The other outstanding performance of the first act came from the Royal Opera chorus. Verdi calls on them to take on many different guises (Shakespeare's three witches are multiplied into a whole chorus load, and they also have to be soldiers, servants and ordinary people of Scotland), and they delivered the big chorus numbers with real firepower. But, otherwise, things were a little slow to warm up. Simon Keenlyside seemed strangely downbeat as Macbeth, as if already wearied by the foreknowledge of his impending doom. Raymond Aceto's Banquo was beautifully sung, but I didn't get much in the way of claustrophobia or terror at the supernatural.
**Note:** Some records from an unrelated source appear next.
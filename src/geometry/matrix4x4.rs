use std::ops::{Index, IndexMut, Mul};

use super::Vec3;

#[repr(C)]
#[derive(Clone, Copy, Debug, PartialEq)]
pub struct Matrix4x4 {
    // row-major
    pub data: [[f32; 4]; 4],
}

impl Index<usize> for Matrix4x4 {
    type Output = f32;

    fn index(&self, index: usize) -> &f32 {
        &self.data[index / 4][index % 4]
    }
}

impl IndexMut<usize> for Matrix4x4 {
    fn index_mut(&mut self, index: usize) -> &mut f32 {
        &mut self.data[index / 4][index % 4]
    }
}

impl Matrix4x4 {
    pub fn identity() -> Self {
        Matrix4x4 {
            data: [
                [1.0, 0.0, 0.0, 0.0],
                [0.0, 1.0, 0.0, 0.0],
                [0.0, 0.0, 1.0, 0.0],
                [0.0, 0.0, 0.0, 1.0],
            ],
        }
    }

    pub fn translation(direction: Vec3) -> Matrix4x4 {
        let mut me = Self::identity();
        me.data[0][3] = direction.0;
        me.data[1][3] = direction.1;
        me.data[2][3] = direction.2;
        me
    }

    pub fn scale(scale: Vec3) -> Matrix4x4 {
        let mut me = Self::identity();
        me.data[0][0] = scale.0;
        me.data[1][1] = scale.1;
        me.data[2][2] = scale.2;
        me
    }

    // rotate theta counterclockwise about a unit axis, right-handed
    pub fn rotation(theta: f32, axis: Vec3) -> Matrix4x4 {
        let Vec3(x, y, z) = Vec3::normalized(axis);
        let (s, c) = theta.sin_cos();
        let t = 1.0 - c;
        Matrix4x4 {
            data: [
                [t * x * x + c, t * x * y - s * z, t * x * z + s * y, 0.0],
                [t * x * y + s * z, t * y * y + c, t * y * z - s * x, 0.0],
                [t * x * z - s * y, t * y * z + s * x, t * z * z + c, 0.0],
                [0.0, 0.0, 0.0, 1.0],
            ],
        }
    }

    pub fn matmul(a: Matrix4x4, b: Matrix4x4) -> Self {
        let mut m = Matrix4x4::identity();
        for i in 0..4 {
            for j in 0..4 {
                let mut dot = 0.0;
                for k in 0..4 {
                    dot += a.data[i][k] * b.data[k][j];
                }
                m.data[i][j] = dot;
            }
        }
        m
    }

    pub fn apply_point(&self, p: Vec3) -> Vec3 {
        let m = &self.data;
        let w = m[3][0] * p.0 + m[3][1] * p.1 + m[3][2] * p.2 + m[3][3];
        Vec3(
            (m[0][0] * p.0 + m[0][1] * p.1 + m[0][2] * p.2 + m[0][3]) / w,
            (m[1][0] * p.0 + m[1][1] * p.1 + m[1][2] * p.2 + m[1][3]) / w,
            (m[2][0] * p.0 + m[2][1] * p.1 + m[2][2] * p.2 + m[2][3]) / w,
        )
    }

    /// Gauss-Jordan with partial pivoting; returns None for singular matrices.
    pub fn invert(&self) -> Option<Matrix4x4> {
        let mut a = *self;
        let mut inv = Matrix4x4::identity();

        for col in 0..4 {
            // pick the largest pivot in this column
            let mut pivot = col;
            for row in (col + 1)..4 {
                if a.data[row][col].abs() > a.data[pivot][col].abs() {
                    pivot = row;
                }
            }
            if a.data[pivot][col] == 0.0 {
                return None;
            }
            a.data.swap(col, pivot);
            inv.data.swap(col, pivot);

            let diag = a.data[col][col];
            for k in 0..4 {
                a.data[col][k] /= diag;
                inv.data[col][k] /= diag;
            }
            for row in 0..4 {
                if row == col {
                    continue;
                }
                let factor = a.data[row][col];
                for k in 0..4 {
                    a.data[row][k] -= factor * a.data[col][k];
                    inv.data[row][k] -= factor * inv.data[col][k];
                }
            }
        }

        Some(inv)
    }

    /// Row-major flattening, the layout descriptor records use.
    pub fn to_array(&self) -> [f32; 16] {
        let mut out = [0.0; 16];
        for i in 0..4 {
            out[i * 4..i * 4 + 4].copy_from_slice(&self.data[i]);
        }
        out
    }
}

impl Mul for Matrix4x4 {
    type Output = Matrix4x4;

    fn mul(self, rhs: Matrix4x4) -> Matrix4x4 {
        Matrix4x4::matmul(self, rhs)
    }
}

impl From<[f32; 16]> for Matrix4x4 {
    fn from(value: [f32; 16]) -> Self {
        let mut data = [[0.0; 4]; 4];
        for i in 0..4 {
            data[i].copy_from_slice(&value[i * 4..i * 4 + 4]);
        }
        Matrix4x4 { data }
    }
}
All in all, both Pappano's conducting and the vocal performances seemed a little too genteel.

But unlike many Verdi operas, this performance of Macbeth just kept getting better. Schiudi, inferno, the big chorus at the end of Act II where the assembled company demand that hell open its jaws to receive Duncan's murderer, came across with huge power, and in Acts III and IV the growing siege mentality of Macbeth and Lady Macbeth and their steady descent into insanity were portrayed quite brilliantly. Monastyrska showed that she is a lot more than just a belter by giving us a wonderfully sensitive account of the sleepwalking scene ("Out, damned spot," for those who know their Shakespeare) and by the end, both orchestra and singers had the audience thoroughly captivated.

This is an opera for which the choice of text matters. When Verdi first wrote the opera in 1847, he considered it one of his best works, but that didn't stop him amending it substantially for a Paris performance in 1865. Verdi purists complain that the revisions are out of character with the original: there's some justice to this, but it's also true that they contain music that adds considerably to the power and drama. This production followed the 1865 version, with the added bonus of Macbeth's dying aria from the original, which Keenlyside sang quite superbly.
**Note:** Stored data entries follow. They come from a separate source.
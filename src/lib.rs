//! Host-side scene management for a GPU path tracer.
//!
//! Callers build a scene graph out of ordinary objects (transform nodes,
//! meshes, materials, shader-node graphs) and this crate keeps a compact
//! engine-resident mirror of it current: index-addressed descriptor tables,
//! an acceleration hierarchy, procedure tables. Every graph edit is pushed
//! synchronously; render time is pure lookup.

mod arena;
mod backend;
mod context;
mod descriptors;
mod error;
mod geometry;
mod image;
mod materials;
mod scene;
mod shader_nodes;
mod slot;
mod spectrum;

pub use arena::{Arena, Handle};
pub use backend::{
    AccelChild, AccelHandle, BufferHandle, DescriptorTable, ExecutionEngine, GeometryHandle,
    HostEngine, HostGeometry, HostInstance, InstanceHandle, LaunchParams, ProcedureId,
};
pub use context::{Capacities, Context};
pub use descriptors::{
    BsdfProcedureSet, DescriptorStore, EdfProcedureSet, NodeDescriptor, NodeProcedureSet,
    SurfaceMaterialDescriptor, Vertex, INVALID_NODE_INDEX,
};
pub use error::{Error, Result, SlotIndex};
pub use geometry::{Matrix4x4, Quaternion, StaticTransform, Vec2, Vec3, Vec4};
pub use image::{ImageFormat, LinearImage2D};
pub use materials::{
    FloatInput, MaterialGraph, MaterialKind, SpectrumInput, SurfaceMaterialData,
    SurfaceMaterialHandle, MAX_SUB_MATERIALS,
};
pub use scene::{Camera, CameraDescriptor, NodeHandle, ParentRef, Scene, ShGeometryInstance};
pub use shader_nodes::{
    ImageRef, ShaderNodeData, ShaderNodeGraph, ShaderNodeHandle, ShaderNodeKind, SocketValueType,
};
pub use slot::SlotTable;
pub use spectrum::RgbSpectrum;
Phyllida Lloyd's production is difficult to classify. Costumes have a period-ish feel without being in any defined period (certainly not in either Elizabethan or Mediaeval Scotland), while sets are modern and abstract. There are many interesting effects: rather than pointy hats and beards, the witches' black cloaks are topped with bright orange "queen of hearts" headdresses; the branches of Birnam wood are red and bare, serving more as lances than cover, the various Kings of Scotland (Macbeth and Lady included) are clothed in pure gold from head to toe, and the throne room of Scotland is a cleverly wrought wireframe of a gilded cage. I particularly enjoyed the full-body scarlet armour of the first of the ghostly apparitions. Somehow, the whole was less than the sum of its parts: there was plenty of good stuff, but it was all a bit static, and I wasn't really grabbed.

Until, that is, the last act, where singing, acting, music and production all came together in a big way, generating real emotional charge and leaving us on a huge high. This was the first night, and I suspect that this is a production that will only get better through its run.